Because of these anatomical features, when the contraction of the heart, myocardial bridge oppression mural coronary artery to lumen further narrow myocardial bridge the longer the thick myocardial fibers and blood vessels into the angle the greater the wall of coronary artery stenosis and the heavier the distal myocardial ischemia The more weight, or myocardial infarction.
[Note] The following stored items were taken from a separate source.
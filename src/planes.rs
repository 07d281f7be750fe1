// This Source Code Form is subject to the terms of the Mozilla Public
// License, v. 2.0. If a copy of the MPL was not distributed with this
// file, You can obtain one at http://mozilla.org/MPL/2.0/.

//! Contains the PlaneMapper struct, which describes a relationship
//! between a rectangle on the integral plane with an origin at 0,0,
//! and a rectangle on the complex plane bounded by a Domain.  The
//! same Endpoints convention that places pixels on the plane also
//! places frames along a parameter sweep, so both live here.

use num::Complex;

use error::{Error, Result};

/// How a position `i` out of `n` is turned into a fraction of a
/// span.  Used both for pixels across the domain and for frames
/// across a sweep, so the two can never disagree.
#[derive(Copy, Clone, Debug, PartialEq)]
pub enum Endpoints {
    /// `i / (n - 1)`: the last position lands exactly on the end of
    /// the span.  A span of one position stays at its start.
    Inclusive,
    /// `i / n`: the end of the span is never reached.
    Exclusive,
}

impl Default for Endpoints {
    fn default() -> Endpoints {
        Endpoints::Inclusive
    }
}

impl Endpoints {
    /// Fraction of the span covered by position `i` of `n`.
    pub fn fraction(self, i: usize, n: usize) -> f64 {
        match self {
            Endpoints::Inclusive if n > 1 => (i as f64) / ((n - 1) as f64),
            Endpoints::Exclusive if n > 0 => (i as f64) / (n as f64),
            _ => 0.0,
        }
    }

    /// Linear interpolation from `start` towards `end`.
    pub fn lerp(self, start: f64, end: f64, i: usize, n: usize) -> f64 {
        start + (end - start) * self.fraction(i, n)
    }
}

/// A rectangle on the complex plane, with the real part as x and
/// the imaginary part as y.
#[derive(Copy, Clone, Debug, PartialEq)]
pub struct Domain {
    /// Left edge.
    pub x_min: f64,
    /// Right edge.  Also the default escape threshold.
    pub x_max: f64,
    /// Bottom edge.
    pub y_min: f64,
    /// Top edge.
    pub y_max: f64,
}

impl Default for Domain {
    fn default() -> Domain {
        Domain::square(2.0)
    }
}

impl Domain {
    /// A square of half-width `extent` centred on the origin.
    pub fn square(extent: f64) -> Domain {
        Domain {
            x_min: -extent,
            x_max: extent,
            y_min: -extent,
            y_max: extent,
        }
    }

    /// Rejects rectangles whose corners are the wrong way around.
    pub fn validate(&self) -> Result<()> {
        let edges = [self.x_min, self.x_max, self.y_min, self.y_max];
        if !edges.iter().all(|e| e.is_finite()) {
            return Err(Error::InvalidConfig(
                "Every edge of the domain must be a finite number.".to_string(),
            ));
        }
        if !(self.x_min <= self.x_max) {
            return Err(Error::InvalidConfig(
                "The left edge of the domain is not to the left of the right edge.".to_string(),
            ));
        }
        if !(self.y_min <= self.y_max) {
            return Err(Error::InvalidConfig(
                "The bottom edge of the domain is not below the top edge.".to_string(),
            ));
        }
        Ok(())
    }
}

/// Describes the width and height of an integral plane that is assumed to start at
/// 0,0 and all values are assumed to be non-negative integers.
#[derive(Copy, Clone, Debug, PartialEq)]
pub struct IntegralPlane(pub usize, pub usize);

/// Describes the x, y of a pixel in an integral plane.
#[derive(Copy, Clone, Debug, PartialEq)]
pub struct Pixel(pub usize, pub usize);

/// Maps pixels of an integral plane onto a Domain.
#[derive(Debug)]
pub struct PlaneMapper {
    /// The size of the integral cartesian plane.
    pub integral_plane: IntegralPlane,
    /// The rectangle of the complex plane the pixels cover.
    pub domain: Domain,
    endpoints: Endpoints,
}

impl PlaneMapper {
    /// Constructor.  Fails if the domain's corners are swapped.
    pub fn new(
        width: usize,
        height: usize,
        domain: Domain,
        endpoints: Endpoints,
    ) -> Result<PlaneMapper> {
        domain.validate()?;
        Ok(PlaneMapper {
            integral_plane: IntegralPlane(width, height),
            domain,
            endpoints,
        })
    }

    /// The total number of points in the integral grid.
    pub fn len(&self) -> usize {
        self.integral_plane.0 * self.integral_plane.1
    }

    /// Describes that the integral plane is of a size.
    pub fn is_empty(&self) -> bool {
        self.integral_plane.0 == 0 || self.integral_plane.1 == 0
    }

    /// Real part of every point in pixel column `column`.
    #[inline]
    pub fn column_to_re(&self, column: usize) -> f64 {
        self.endpoints.lerp(
            self.domain.x_min,
            self.domain.x_max,
            column,
            self.integral_plane.0,
        )
    }

    /// Imaginary part of every point in pixel row `row`.
    #[inline]
    pub fn row_to_im(&self, row: usize) -> f64 {
        self.endpoints.lerp(
            self.domain.y_min,
            self.domain.y_max,
            row,
            self.integral_plane.1,
        )
    }

    /// Given a pixel on the integral cartesian plane, map it to the
    /// corresponding point on the complex plane.
    pub fn pixel_to_point(&self, pixel: &Pixel) -> Complex<f64> {
        Complex::new(self.column_to_re(pixel.0), self.row_to_im(pixel.1))
    }
}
Myocardial bridge - the pathophysiology of
Myocardial bridge, myocardial fiber direction of the front descending artery and posterior descending artery at the vascular long axis of the nearly right angle, before the right ventricular branch and left ventricular branch was at a slight angle. Cross-section of the wall of the coronary arteries visible lumen small, thin wall becomes more apparent when the thick of the myocardial bridge. The wall of the coronary segments difficult to form atherosclerosis, proximal and distal intimal atherosclerosis can frequently be seen. Because of these anatomical features, when the contraction of the heart, myocardial bridge oppression mural coronary artery, so that further narrow the lumen, and myocardial bridge is the longer, thicker, cardiac muscle fibers and blood vessels into the angle the greater the wall the more severe coronary artery stenosis, remote the more severe myocardial ischemia or myocardial infarction.